(Collected data entries)

^^^^^^^^^^^^^^^^

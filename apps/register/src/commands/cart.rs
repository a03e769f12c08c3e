//! # Cart Commands
//!
//! Ringing up: scan, add, weighed amount entry, quantity/price edits.

use tracing::debug;

use pawshop_core::money::Money;
use pawshop_core::types::Product;
use pawshop_core::UnitType;

use super::CommandResult;
use crate::error::ShellError;
use crate::state::AppContext;

/// Scanner path: one unit straight into the cart. A barcode miss reports
/// "not found" and leaves the cart unchanged; weighed products point the
/// operator at amount entry instead of guessing a weight.
pub fn scan(ctx: &mut AppContext, code: &str) -> CommandResult {
    let product = lookup(ctx, code)?;

    if product.unit_type.is_weighed() {
        return Ok(format!(
            "{} is sold by weight ({}/kg). Use 'bulk {} <amount>' or 'add {} <kg>'.",
            product.name,
            product.price(),
            product.code,
            product.code
        ));
    }

    ctx.checkout.cart.add_product(&product, 1.0)?;
    debug!(code = %product.code, "Scanned into cart");
    Ok(format!("+1 {} ({})", product.name, product.price()))
}

/// Adds an explicit quantity of a product.
pub fn add(ctx: &mut AppContext, code: &str, quantity: f64) -> CommandResult {
    let product = lookup(ctx, code)?;
    ctx.checkout.cart.add_product(&product, quantity)?;
    Ok(format!(
        "+{} {}",
        product.unit_type.format_quantity(quantity),
        product.name
    ))
}

/// Weighed entry by target amount: "R$ 10.00 of ração".
pub fn add_amount(ctx: &mut AppContext, code: &str, amount: Money) -> CommandResult {
    let product = lookup(ctx, code)?;
    let quantity = ctx.checkout.cart.add_amount(&product, amount)?;
    Ok(format!(
        "+{} kg {} ({})",
        UnitType::Kg.format_quantity(quantity),
        product.name,
        amount
    ))
}

/// Sets a line's quantity (0 removes the line).
pub fn set_quantity(ctx: &mut AppContext, code: &str, quantity: f64) -> CommandResult {
    let product_id = line_product_id(ctx, code)?;
    ctx.checkout.cart.set_quantity(&product_id, quantity)?;
    Ok(show(ctx))
}

/// Overrides a line's unit price.
pub fn set_price(ctx: &mut AppContext, code: &str, price: Money) -> CommandResult {
    let product_id = line_product_id(ctx, code)?;
    ctx.checkout.cart.override_price(&product_id, price)?;
    Ok(show(ctx))
}

/// Removes a line.
pub fn remove(ctx: &mut AppContext, code: &str) -> CommandResult {
    let product_id = line_product_id(ctx, code)?;
    ctx.checkout.cart.remove_line(&product_id)?;
    Ok(show(ctx))
}

/// Abandons the checkout (cart, tenders, customer, edit context).
pub fn abandon(ctx: &mut AppContext) -> CommandResult {
    ctx.checkout.abort();
    Ok("Checkout cleared".to_string())
}

/// Renders the current cart.
pub fn show(ctx: &AppContext) -> String {
    let session = &ctx.checkout;
    let mut out = String::new();

    match session.editing() {
        Some(sale_id) => out.push_str(&format!("EDITING SALE #{}\n", sale_id)),
        None => out.push_str(&format!("NEW SALE #{}\n", ctx.shop.peek_sale_code())),
    }
    if let Some(customer) = &session.customer {
        out.push_str(&format!("Customer: {}\n", customer.name));
    }

    if session.cart.is_empty() {
        out.push_str("(cart is empty)\n");
        return out;
    }

    for item in &session.cart.items {
        out.push_str(&format!(
            "  {:<8} {:<38} {:>7} x {:>9} = {:>10}\n",
            item.code,
            item.name,
            item.unit_type.format_quantity(item.quantity),
            item.unit_price().to_string(),
            item.line_total().to_string()
        ));
    }
    out.push_str(&format!("TOTAL: {}\n", session.cart.total()));
    out
}

/// Catalog lookup by barcode against the cached shop state.
fn lookup(ctx: &AppContext, code: &str) -> Result<Product, ShellError> {
    ctx.shop
        .product_by_code(code)
        .cloned()
        .ok_or_else(|| ShellError::not_found("Product", code))
}

/// Maps a barcode to the product id of an existing cart line.
fn line_product_id(ctx: &AppContext, code: &str) -> Result<String, ShellError> {
    ctx.checkout
        .cart
        .items
        .iter()
        .find(|i| i.code == code)
        .map(|i| i.product_id.clone())
        .ok_or_else(|| ShellError::not_found("Cart line", code))
}

// =============================================================================
// Unit Tests
// =============================================================================

#[cfg(test)]
mod tests {
    use super::*;
    use crate::state::AppContext;
    use pawshop_core::types::UnitType;
    use pawshop_store::Store;

    fn context_with_catalog() -> AppContext {
        let store = Store::in_memory();
        let products = vec![
            Product {
                id: "1".to_string(),
                code: "ACE001".to_string(),
                name: "Coleira".to_string(),
                category: "Acessórios".to_string(),
                subgroup: None,
                cost_price_cents: 1500,
                price_cents: 3500,
                stock: 10.0,
                unit_type: UnitType::Un,
                color: None,
            },
            Product {
                id: "2".to_string(),
                code: "RAC-KG".to_string(),
                name: "Ração Granel".to_string(),
                category: "Ração".to_string(),
                subgroup: None,
                cost_price_cents: 1200,
                price_cents: 1850,
                stock: 50.0,
                unit_type: UnitType::Kg,
                color: None,
            },
        ];
        store
            .save(pawshop_store::keys::PRODUCTS, &products)
            .unwrap();
        AppContext::new(store)
    }

    #[test]
    fn test_scan_adds_one_unit() {
        let mut ctx = context_with_catalog();
        scan(&mut ctx, "ACE001").unwrap();
        scan(&mut ctx, "ACE001").unwrap();

        assert_eq!(ctx.checkout.cart.items.len(), 1);
        assert_eq!(ctx.checkout.cart.items[0].quantity, 2.0);
    }

    #[test]
    fn test_scan_miss_reports_and_keeps_cart() {
        let mut ctx = context_with_catalog();
        scan(&mut ctx, "ACE001").unwrap();

        let err = scan(&mut ctx, "UNKNOWN").unwrap_err();
        assert_eq!(err.message, "Product not found: UNKNOWN");
        assert_eq!(ctx.checkout.cart.items.len(), 1);
    }

    #[test]
    fn test_scan_weighed_product_does_not_guess() {
        let mut ctx = context_with_catalog();
        let message = scan(&mut ctx, "RAC-KG").unwrap();

        assert!(message.contains("sold by weight"));
        assert!(ctx.checkout.cart.is_empty());
    }

    #[test]
    fn test_bulk_amount_entry() {
        let mut ctx = context_with_catalog();
        add_amount(&mut ctx, "RAC-KG", Money::from_cents(1000)).unwrap();

        assert_eq!(ctx.checkout.cart.total().cents(), 1000);
    }

    #[test]
    fn test_line_edits_by_code() {
        let mut ctx = context_with_catalog();
        add(&mut ctx, "ACE001", 2.0).unwrap();

        set_price(&mut ctx, "ACE001", Money::from_cents(3000)).unwrap();
        assert_eq!(ctx.checkout.cart.total().cents(), 6000);

        set_quantity(&mut ctx, "ACE001", 3.0).unwrap();
        assert_eq!(ctx.checkout.cart.total().cents(), 9000);

        remove(&mut ctx, "ACE001").unwrap();
        assert!(ctx.checkout.cart.is_empty());
    }

    #[test]
    fn test_show_mentions_next_sale_code() {
        let ctx = context_with_catalog();
        assert!(show(&ctx).contains("NEW SALE #000001"));
    }
}
//! # Product Commands
//!
//! Inventory screen plumbing: list/search, create/update, delete, manual
//! stock adjustments.

use pawshop_core::money::Money;
use pawshop_core::types::{Product, UnitType};
use pawshop_core::validation::validate_search_query;
use pawshop_store::repository::product::generate_product_id;

use super::CommandResult;
use crate::error::ShellError;
use crate::state::AppContext;

/// Form data for creating or updating a product.
#[derive(Debug, Clone)]
pub struct ProductForm {
    pub code: String,
    pub name: String,
    pub category: String,
    pub subgroup: Option<String>,
    pub unit_type: UnitType,
    pub price: Money,
    pub cost_price: Money,
    pub stock: f64,
}

/// Lists the catalog, optionally filtered by a search query.
pub fn list(ctx: &AppContext, query: &str) -> CommandResult {
    let query = validate_search_query(query)?;
    let products = if query.is_empty() {
        ctx.store.products().all()
    } else {
        ctx.store.products().search(&query)
    };

    if products.is_empty() {
        return Ok("No products".to_string());
    }

    let mut out = format!("{} product(s)\n", products.len());
    for p in &products {
        let low = !p.is_service() && p.stock < 5.0;
        out.push_str(&format!(
            "  {:<8} {:<42} {:<10} {:>10}  estoque {:>8}{}\n",
            p.code,
            p.name,
            p.category,
            p.price().to_string(),
            p.unit_type.format_quantity(p.stock),
            if low { "  [LOW]" } else { "" }
        ));
    }
    Ok(out)
}

/// Creates a product, or updates the one already using the form's code.
pub fn save(ctx: &mut AppContext, form: ProductForm) -> CommandResult {
    let existing = ctx.store.products().find_by_code(&form.code);
    let (id, verb) = match &existing {
        Some(p) => (p.id.clone(), "updated"),
        None => (generate_product_id(), "created"),
    };

    let product = Product {
        id,
        code: form.code.clone(),
        name: form.name,
        category: form.category,
        subgroup: form.subgroup,
        cost_price_cents: form.cost_price.cents(),
        price_cents: form.price.cents(),
        stock: form.stock.max(0.0),
        unit_type: form.unit_type,
        color: existing.and_then(|p| p.color),
    };

    ctx.store.products().upsert(product)?;
    ctx.reload();
    Ok(format!("Product {} {}", form.code, verb))
}

/// Deletes a product by barcode. Confirmation happens in the shell.
pub fn delete(ctx: &mut AppContext, code: &str) -> CommandResult {
    let product = ctx
        .store
        .products()
        .find_by_code(code)
        .ok_or_else(|| ShellError::not_found("Product", code))?;

    ctx.store.products().delete(&product.id)?;
    ctx.reload();
    Ok(format!("Product {} deleted", code))
}

/// Manual stock adjustment (recount, breakage, delivery).
pub fn set_stock(ctx: &mut AppContext, code: &str, stock: f64) -> CommandResult {
    let product = ctx
        .store
        .products()
        .find_by_code(code)
        .ok_or_else(|| ShellError::not_found("Product", code))?;

    ctx.store.products().update_stock(&product.id, stock)?;
    ctx.reload();
    Ok(format!(
        "Stock of {} set to {}",
        code,
        product.unit_type.format_quantity(stock.max(0.0))
    ))
}

// =============================================================================
// Unit Tests
// =============================================================================

#[cfg(test)]
mod tests {
    use super::*;
    use pawshop_store::Store;

    fn form(code: &str, name: &str) -> ProductForm {
        ProductForm {
            code: code.to_string(),
            name: name.to_string(),
            category: "Higiene".to_string(),
            subgroup: None,
            unit_type: UnitType::Un,
            price: Money::from_cents(3200),
            cost_price: Money::from_cents(1800),
            stock: 15.0,
        }
    }

    #[test]
    fn test_save_creates_then_updates_by_code() {
        let mut ctx = AppContext::new(Store::in_memory());

        let message = save(&mut ctx, form("HIG001", "Shampoo Neutro")).unwrap();
        assert!(message.contains("created"));
        assert_eq!(ctx.shop.products.len(), 1);
        let first_id = ctx.shop.products[0].id.clone();

        let mut updated = form("HIG001", "Shampoo Neutro 500ml");
        updated.price = Money::from_cents(2990);
        let message = save(&mut ctx, updated).unwrap();
        assert!(message.contains("updated"));

        assert_eq!(ctx.shop.products.len(), 1);
        assert_eq!(ctx.shop.products[0].id, first_id);
        assert_eq!(ctx.shop.products[0].price_cents, 2990);
    }

    #[test]
    fn test_delete_and_stock_by_code() {
        let mut ctx = AppContext::new(Store::in_memory());
        save(&mut ctx, form("HIG001", "Shampoo")).unwrap();

        set_stock(&mut ctx, "HIG001", 3.0).unwrap();
        assert_eq!(ctx.shop.products[0].stock, 3.0);

        delete(&mut ctx, "HIG001").unwrap();
        assert!(ctx.shop.products.is_empty());
        assert!(delete(&mut ctx, "HIG001").is_err());
    }

    #[test]
    fn test_list_flags_low_stock() {
        let mut ctx = AppContext::new(Store::in_memory());
        let mut low = form("HIG001", "Shampoo");
        low.stock = 2.0;
        save(&mut ctx, low).unwrap();

        let out = list(&ctx, "").unwrap();
        assert!(out.contains("[LOW]"));
    }
}
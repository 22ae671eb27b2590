use serde::Deserialize;

/// Money-like value returned by the gateway as either JSON string or JSON number.
#[derive(Debug, Clone, PartialEq, Deserialize)]
#[serde(untagged)]
pub enum TransportMoney {
    Number(f64),
    String(String),
}

impl TransportMoney {
    /// Numeric amount; unparseable strings yield `None`.
    pub fn into_f64(self) -> Option<f64> {
        match self {
            Self::Number(value) => Some(value),
            Self::String(value) => value.trim().parse::<f64>().ok(),
        }
    }
}

#[cfg(test)]
mod tests {
    use super::*;

    #[test]
    fn accepts_numbers_and_numeric_strings() {
        let number: TransportMoney = serde_json::from_str("125.50").unwrap();
        assert_eq!(number.into_f64(), Some(125.5));

        let string: TransportMoney = serde_json::from_str(r#"" 10.00 ""#).unwrap();
        assert_eq!(string.into_f64(), Some(10.0));

        let junk: TransportMoney = serde_json::from_str(r#""n/a""#).unwrap();
        assert_eq!(junk.into_f64(), None);
    }
}
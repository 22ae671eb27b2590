use serde_json::Value;
use tracing::{debug, warn};

use crate::domain::{ApiMethod, Response, SUCCESS_MESSAGE, describe_error_code};

#[derive(Debug, thiserror::Error)]
pub enum TransportError {
    #[error("invalid JSON response: {0}")]
    Json(#[from] serde_json::Error),
}

/// Parse a raw gateway body and classify it with the error table of `method`.
pub fn decode_response(raw: &str, method: ApiMethod) -> Result<Response, TransportError> {
    let payload: Value = serde_json::from_str(raw)?;

    let Some(code) = payload.get("error_code").and_then(truthy_error_code) else {
        debug!(method = method.as_str(), "gateway request succeeded");
        return Ok(Response {
            origin: raw.to_owned(),
            payload,
            method,
            has_error: false,
            status_code: 0,
            status_message: SUCCESS_MESSAGE.to_owned(),
            status_code_message: String::new(),
        });
    };

    let status_message = match payload.get("error") {
        Some(Value::String(text)) => text.clone(),
        Some(Value::Null) | None => String::new(),
        Some(other) => other.to_string(),
    };
    let status_code_message = match describe_error_code(method, code) {
        Some(text) => text.to_owned(),
        None => {
            warn!(
                method = method.as_str(),
                code, "gateway returned an undocumented error code"
            );
            format!("Unknown error: \"{method}\":\"{code}\". See full response: {raw}")
        }
    };
    debug!(method = method.as_str(), code, "gateway reported an error");

    Ok(Response {
        origin: raw.to_owned(),
        payload,
        method,
        has_error: true,
        status_code: code,
        status_message,
        status_code_message,
    })
}

/// Numeric code of a truthy `error_code`; `None` when the field means "no error".
///
/// Non-numeric but non-empty strings still count as errors and map to `-1`.
fn truthy_error_code(value: &Value) -> Option<i64> {
    match value {
        Value::Number(number) => {
            let code = number
                .as_i64()
                .or_else(|| number.as_f64().map(|float| float as i64))?;
            (code != 0).then_some(code)
        }
        Value::String(text) => {
            let text = text.trim();
            match text.parse::<i64>() {
                Ok(0) => None,
                Ok(code) => Some(code),
                Err(_) if text.is_empty() => None,
                Err(_) => Some(-1),
            }
        }
        Value::Bool(true) => Some(1),
        _ => None,
    }
}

^^^^^^^^^^^^^^^^

**PROBLEM DESCRIPTION:** Start with the line above that contains "product.unit_type.format_quantity(stock.max(0.0))" and stop after the line that contains "let first_id = ctx.shop.products[0].id.clone();". Output those lines exactly, and only those.

**EXERCISE SOLUTION:**
        product.unit_type.format_quantity(stock.max(0.0))
    ))
}

// =============================================================================
// Unit Tests
// =============================================================================

#[cfg(test)]
mod tests {
    use super::*;
    use pawshop_store::Store;

    fn form(code: &str, name: &str) -> ProductForm {
        ProductForm {
            code: code.to_string(),
            name: name.to_string(),
            category: "Higiene".to_string(),
            subgroup: None,
            unit_type: UnitType::Un,
            price: Money::from_cents(3200),
            cost_price: Money::from_cents(1800),
            stock: 15.0,
        }
    }

    #[test]
    fn test_save_creates_then_updates_by_code() {
        let mut ctx = AppContext::new(Store::in_memory());

        let message = save(&mut ctx, form("HIG001", "Shampoo Neutro")).unwrap();
        assert!(message.contains("created"));
        assert_eq!(ctx.shop.products.len(), 1);
        let first_id = ctx.shop.products[0].id.clone();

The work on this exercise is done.